= Beginning of Section =

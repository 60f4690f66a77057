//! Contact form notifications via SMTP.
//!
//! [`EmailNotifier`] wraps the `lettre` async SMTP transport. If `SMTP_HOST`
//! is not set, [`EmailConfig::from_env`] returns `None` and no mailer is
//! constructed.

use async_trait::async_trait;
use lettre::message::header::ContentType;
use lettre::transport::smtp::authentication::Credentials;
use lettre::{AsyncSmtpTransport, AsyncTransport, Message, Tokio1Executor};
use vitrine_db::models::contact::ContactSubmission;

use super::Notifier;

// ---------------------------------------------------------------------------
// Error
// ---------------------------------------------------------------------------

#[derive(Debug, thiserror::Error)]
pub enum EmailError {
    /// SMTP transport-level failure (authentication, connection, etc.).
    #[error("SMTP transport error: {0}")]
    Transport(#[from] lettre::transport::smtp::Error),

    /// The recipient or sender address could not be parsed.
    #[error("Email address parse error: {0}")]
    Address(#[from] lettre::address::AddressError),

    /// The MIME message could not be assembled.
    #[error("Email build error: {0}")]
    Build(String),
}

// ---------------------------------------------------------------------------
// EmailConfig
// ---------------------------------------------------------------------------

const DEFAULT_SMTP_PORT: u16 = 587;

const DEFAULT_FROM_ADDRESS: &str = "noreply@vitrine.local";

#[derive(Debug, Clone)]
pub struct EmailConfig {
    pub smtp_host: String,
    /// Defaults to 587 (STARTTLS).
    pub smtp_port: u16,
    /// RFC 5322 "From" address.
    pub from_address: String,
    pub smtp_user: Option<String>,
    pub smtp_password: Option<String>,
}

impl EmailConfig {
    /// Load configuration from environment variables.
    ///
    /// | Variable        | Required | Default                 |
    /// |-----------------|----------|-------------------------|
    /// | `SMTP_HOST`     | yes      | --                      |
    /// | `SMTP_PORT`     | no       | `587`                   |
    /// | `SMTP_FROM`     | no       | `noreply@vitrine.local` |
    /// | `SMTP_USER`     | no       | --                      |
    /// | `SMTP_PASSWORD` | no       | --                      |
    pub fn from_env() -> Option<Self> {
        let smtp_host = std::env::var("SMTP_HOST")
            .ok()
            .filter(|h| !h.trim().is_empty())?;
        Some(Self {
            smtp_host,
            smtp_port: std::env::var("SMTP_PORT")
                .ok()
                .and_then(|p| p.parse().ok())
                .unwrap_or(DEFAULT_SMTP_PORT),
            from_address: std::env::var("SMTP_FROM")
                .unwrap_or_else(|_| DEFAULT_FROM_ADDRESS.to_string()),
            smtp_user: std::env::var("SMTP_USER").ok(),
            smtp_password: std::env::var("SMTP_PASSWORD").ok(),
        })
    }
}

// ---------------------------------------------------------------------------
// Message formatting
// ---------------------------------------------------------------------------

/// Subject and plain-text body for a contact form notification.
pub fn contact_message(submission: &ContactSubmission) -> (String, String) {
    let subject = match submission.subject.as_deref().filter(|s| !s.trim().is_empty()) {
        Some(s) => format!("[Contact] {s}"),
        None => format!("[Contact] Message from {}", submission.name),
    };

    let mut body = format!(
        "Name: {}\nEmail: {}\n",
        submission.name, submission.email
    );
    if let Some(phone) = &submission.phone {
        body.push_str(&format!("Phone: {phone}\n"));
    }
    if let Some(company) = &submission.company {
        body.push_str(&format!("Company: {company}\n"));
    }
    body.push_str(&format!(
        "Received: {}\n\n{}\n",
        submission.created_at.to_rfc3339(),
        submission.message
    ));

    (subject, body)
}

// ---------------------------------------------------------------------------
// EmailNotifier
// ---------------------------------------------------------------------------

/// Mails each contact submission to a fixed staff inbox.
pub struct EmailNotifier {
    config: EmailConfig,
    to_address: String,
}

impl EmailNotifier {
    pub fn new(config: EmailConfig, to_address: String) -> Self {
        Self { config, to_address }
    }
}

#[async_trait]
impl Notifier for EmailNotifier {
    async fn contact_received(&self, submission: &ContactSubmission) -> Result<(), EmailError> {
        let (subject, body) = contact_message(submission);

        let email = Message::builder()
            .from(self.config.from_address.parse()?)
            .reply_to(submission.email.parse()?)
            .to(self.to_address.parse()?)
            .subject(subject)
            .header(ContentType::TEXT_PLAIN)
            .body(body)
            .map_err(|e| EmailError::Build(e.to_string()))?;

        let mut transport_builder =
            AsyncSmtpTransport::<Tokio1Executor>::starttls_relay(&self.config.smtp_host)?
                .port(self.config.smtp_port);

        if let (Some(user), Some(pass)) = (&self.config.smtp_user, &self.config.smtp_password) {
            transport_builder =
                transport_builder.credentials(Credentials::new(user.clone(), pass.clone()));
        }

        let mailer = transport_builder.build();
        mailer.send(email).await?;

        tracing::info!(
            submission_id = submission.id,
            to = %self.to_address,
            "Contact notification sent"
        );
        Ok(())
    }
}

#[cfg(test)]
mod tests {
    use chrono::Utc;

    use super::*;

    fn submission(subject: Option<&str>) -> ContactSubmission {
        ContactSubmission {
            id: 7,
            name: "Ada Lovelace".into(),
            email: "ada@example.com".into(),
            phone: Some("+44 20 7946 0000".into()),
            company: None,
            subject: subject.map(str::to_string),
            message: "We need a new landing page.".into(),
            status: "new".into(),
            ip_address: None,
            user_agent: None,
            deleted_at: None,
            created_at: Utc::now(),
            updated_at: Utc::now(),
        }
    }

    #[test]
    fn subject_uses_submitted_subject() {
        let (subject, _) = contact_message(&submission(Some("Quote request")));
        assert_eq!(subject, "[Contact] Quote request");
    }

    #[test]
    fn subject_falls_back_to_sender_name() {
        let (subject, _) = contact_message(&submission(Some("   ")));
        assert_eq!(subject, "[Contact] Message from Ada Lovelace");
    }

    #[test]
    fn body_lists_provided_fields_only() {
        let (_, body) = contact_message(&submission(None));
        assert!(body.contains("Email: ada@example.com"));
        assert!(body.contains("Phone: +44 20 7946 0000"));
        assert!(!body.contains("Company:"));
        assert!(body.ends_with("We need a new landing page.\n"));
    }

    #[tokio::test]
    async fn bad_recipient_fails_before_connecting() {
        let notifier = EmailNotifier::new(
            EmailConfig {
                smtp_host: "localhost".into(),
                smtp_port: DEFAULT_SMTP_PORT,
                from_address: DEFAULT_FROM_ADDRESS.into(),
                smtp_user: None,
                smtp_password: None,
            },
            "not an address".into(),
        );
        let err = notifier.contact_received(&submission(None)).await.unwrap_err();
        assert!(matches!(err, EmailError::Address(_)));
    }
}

= End of Section =
= Beginning of Section =

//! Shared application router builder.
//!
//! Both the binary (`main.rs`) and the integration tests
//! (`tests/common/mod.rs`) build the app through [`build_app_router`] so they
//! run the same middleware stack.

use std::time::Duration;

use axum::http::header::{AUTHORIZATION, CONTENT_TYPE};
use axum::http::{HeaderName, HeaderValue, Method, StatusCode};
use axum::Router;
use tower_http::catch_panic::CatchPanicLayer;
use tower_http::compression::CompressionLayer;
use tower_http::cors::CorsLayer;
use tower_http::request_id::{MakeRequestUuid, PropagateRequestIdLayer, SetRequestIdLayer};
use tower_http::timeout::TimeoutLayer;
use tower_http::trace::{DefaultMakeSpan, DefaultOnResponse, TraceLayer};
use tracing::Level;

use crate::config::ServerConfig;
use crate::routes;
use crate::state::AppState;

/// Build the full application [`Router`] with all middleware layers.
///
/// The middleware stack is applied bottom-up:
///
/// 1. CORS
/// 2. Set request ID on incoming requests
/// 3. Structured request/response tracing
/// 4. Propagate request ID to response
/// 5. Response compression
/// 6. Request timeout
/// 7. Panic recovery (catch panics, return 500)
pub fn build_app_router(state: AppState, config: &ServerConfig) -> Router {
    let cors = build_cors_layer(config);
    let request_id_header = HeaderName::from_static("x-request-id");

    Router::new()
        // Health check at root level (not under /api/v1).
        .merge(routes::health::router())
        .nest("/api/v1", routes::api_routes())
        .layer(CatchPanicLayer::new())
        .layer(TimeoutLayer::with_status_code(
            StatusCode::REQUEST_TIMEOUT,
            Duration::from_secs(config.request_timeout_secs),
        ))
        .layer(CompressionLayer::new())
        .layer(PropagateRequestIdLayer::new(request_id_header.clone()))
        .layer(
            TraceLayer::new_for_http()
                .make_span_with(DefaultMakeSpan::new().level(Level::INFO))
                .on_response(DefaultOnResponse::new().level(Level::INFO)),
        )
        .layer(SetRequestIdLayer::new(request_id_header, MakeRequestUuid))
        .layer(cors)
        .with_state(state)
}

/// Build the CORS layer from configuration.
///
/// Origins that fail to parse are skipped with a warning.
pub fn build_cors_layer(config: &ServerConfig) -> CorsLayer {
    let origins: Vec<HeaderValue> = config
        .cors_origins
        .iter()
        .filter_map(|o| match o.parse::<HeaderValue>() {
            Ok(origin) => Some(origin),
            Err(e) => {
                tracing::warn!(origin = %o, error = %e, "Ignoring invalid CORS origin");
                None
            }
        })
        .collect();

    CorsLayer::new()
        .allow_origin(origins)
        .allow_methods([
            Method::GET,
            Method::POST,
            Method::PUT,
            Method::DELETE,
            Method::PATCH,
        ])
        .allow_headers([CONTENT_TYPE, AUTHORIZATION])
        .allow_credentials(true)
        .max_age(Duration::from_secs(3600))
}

= End of Section =
= Beginning of Section =

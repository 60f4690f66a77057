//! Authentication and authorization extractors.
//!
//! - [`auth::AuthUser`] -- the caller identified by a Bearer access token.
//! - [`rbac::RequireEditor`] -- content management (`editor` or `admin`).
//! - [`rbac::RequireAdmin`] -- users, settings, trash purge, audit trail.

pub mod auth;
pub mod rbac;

= End of Section =

Assignment:
With "Quote" as the string to look for, count the matching lines above and give the number by itself.

Written solution:
2